Copy every line of the data that contains the string "MapKitConfig".

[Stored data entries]
%%
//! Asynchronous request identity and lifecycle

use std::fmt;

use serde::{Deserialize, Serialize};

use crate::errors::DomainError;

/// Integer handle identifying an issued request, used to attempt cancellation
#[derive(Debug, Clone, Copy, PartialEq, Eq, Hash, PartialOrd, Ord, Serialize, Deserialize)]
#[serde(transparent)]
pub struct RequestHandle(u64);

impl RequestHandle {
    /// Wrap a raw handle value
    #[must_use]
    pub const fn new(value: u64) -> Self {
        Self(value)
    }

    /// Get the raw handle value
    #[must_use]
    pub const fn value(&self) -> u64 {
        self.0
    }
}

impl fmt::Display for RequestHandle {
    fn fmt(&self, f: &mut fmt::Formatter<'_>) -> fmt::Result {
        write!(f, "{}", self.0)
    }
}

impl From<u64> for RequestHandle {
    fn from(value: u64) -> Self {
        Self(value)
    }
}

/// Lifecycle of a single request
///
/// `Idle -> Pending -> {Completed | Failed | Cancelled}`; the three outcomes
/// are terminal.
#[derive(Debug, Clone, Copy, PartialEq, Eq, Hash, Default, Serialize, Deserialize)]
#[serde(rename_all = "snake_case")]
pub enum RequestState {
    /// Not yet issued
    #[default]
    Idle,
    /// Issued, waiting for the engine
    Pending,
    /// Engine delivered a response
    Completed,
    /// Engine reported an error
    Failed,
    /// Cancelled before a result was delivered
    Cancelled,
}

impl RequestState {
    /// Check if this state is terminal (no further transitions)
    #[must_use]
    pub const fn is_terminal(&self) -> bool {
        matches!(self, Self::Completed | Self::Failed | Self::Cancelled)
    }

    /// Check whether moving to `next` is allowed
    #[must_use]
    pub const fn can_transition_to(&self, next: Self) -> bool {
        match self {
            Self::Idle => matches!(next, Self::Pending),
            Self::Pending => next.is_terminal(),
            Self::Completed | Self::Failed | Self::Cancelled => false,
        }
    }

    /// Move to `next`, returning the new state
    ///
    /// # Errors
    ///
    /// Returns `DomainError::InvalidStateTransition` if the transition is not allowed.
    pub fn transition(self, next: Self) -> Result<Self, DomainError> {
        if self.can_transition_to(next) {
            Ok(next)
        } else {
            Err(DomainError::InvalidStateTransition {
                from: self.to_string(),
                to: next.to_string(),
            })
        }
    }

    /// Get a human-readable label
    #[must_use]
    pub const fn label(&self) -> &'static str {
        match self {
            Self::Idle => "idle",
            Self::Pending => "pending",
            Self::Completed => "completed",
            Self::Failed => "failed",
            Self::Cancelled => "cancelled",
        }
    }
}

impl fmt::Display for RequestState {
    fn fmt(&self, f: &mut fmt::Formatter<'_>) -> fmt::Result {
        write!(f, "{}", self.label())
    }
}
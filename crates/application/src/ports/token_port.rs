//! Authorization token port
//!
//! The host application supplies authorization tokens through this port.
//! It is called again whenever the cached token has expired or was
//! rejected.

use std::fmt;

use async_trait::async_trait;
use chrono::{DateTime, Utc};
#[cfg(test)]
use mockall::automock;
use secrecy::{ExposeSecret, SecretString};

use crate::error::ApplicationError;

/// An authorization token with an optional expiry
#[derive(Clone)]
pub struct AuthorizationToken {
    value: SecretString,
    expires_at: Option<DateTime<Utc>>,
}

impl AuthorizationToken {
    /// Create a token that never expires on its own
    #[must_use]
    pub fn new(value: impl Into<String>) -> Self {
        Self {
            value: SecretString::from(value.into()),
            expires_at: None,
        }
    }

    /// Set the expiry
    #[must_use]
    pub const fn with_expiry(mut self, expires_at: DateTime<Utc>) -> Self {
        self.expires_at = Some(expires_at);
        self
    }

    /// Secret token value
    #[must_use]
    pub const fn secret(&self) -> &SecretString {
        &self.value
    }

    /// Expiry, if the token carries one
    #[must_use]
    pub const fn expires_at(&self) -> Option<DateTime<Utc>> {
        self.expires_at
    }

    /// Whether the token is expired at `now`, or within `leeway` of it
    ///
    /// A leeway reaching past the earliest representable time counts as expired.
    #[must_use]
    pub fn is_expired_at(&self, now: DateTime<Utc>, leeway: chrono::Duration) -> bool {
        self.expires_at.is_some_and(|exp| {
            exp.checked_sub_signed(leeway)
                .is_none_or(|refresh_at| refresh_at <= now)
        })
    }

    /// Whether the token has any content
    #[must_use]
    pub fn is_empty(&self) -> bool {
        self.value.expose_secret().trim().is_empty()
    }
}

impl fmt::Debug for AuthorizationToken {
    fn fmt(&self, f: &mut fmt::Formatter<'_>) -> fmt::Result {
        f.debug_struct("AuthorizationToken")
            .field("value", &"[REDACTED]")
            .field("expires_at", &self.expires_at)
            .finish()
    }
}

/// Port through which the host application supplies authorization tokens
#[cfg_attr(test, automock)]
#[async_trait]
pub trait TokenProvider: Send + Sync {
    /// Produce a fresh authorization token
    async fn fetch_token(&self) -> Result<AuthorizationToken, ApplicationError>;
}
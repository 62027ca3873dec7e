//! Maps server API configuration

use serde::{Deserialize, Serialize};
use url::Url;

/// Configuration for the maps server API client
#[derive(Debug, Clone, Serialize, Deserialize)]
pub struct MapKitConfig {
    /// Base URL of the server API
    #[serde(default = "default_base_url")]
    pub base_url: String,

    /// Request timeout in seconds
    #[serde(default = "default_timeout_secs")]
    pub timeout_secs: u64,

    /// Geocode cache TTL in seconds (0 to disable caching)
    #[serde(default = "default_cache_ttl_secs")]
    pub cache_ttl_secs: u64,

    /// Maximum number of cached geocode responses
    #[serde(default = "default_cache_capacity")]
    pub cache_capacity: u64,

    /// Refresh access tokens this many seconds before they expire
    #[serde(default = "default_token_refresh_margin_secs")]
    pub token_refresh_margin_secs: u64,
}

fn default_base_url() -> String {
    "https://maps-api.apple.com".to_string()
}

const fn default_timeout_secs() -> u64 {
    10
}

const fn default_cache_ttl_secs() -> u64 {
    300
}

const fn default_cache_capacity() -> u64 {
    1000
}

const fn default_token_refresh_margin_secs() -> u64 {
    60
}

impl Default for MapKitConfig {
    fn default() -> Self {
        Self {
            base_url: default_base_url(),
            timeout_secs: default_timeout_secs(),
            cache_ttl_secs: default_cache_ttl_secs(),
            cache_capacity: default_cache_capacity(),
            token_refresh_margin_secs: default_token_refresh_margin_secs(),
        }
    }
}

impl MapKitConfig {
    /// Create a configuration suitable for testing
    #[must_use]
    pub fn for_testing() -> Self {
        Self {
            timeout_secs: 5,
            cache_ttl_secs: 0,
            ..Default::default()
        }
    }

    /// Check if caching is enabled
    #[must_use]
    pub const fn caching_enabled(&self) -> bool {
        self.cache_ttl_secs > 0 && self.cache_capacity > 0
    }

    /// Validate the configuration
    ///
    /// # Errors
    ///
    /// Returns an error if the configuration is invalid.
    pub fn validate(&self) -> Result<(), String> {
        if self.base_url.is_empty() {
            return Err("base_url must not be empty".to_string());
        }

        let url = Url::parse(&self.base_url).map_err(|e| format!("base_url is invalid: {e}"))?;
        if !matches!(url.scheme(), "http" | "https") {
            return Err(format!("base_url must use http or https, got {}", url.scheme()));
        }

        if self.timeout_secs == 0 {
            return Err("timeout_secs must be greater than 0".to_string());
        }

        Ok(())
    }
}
%%
__SOLUTION TO THIS TASK__:
pub struct MapKitConfig {
impl Default for MapKitConfig {
impl MapKitConfig {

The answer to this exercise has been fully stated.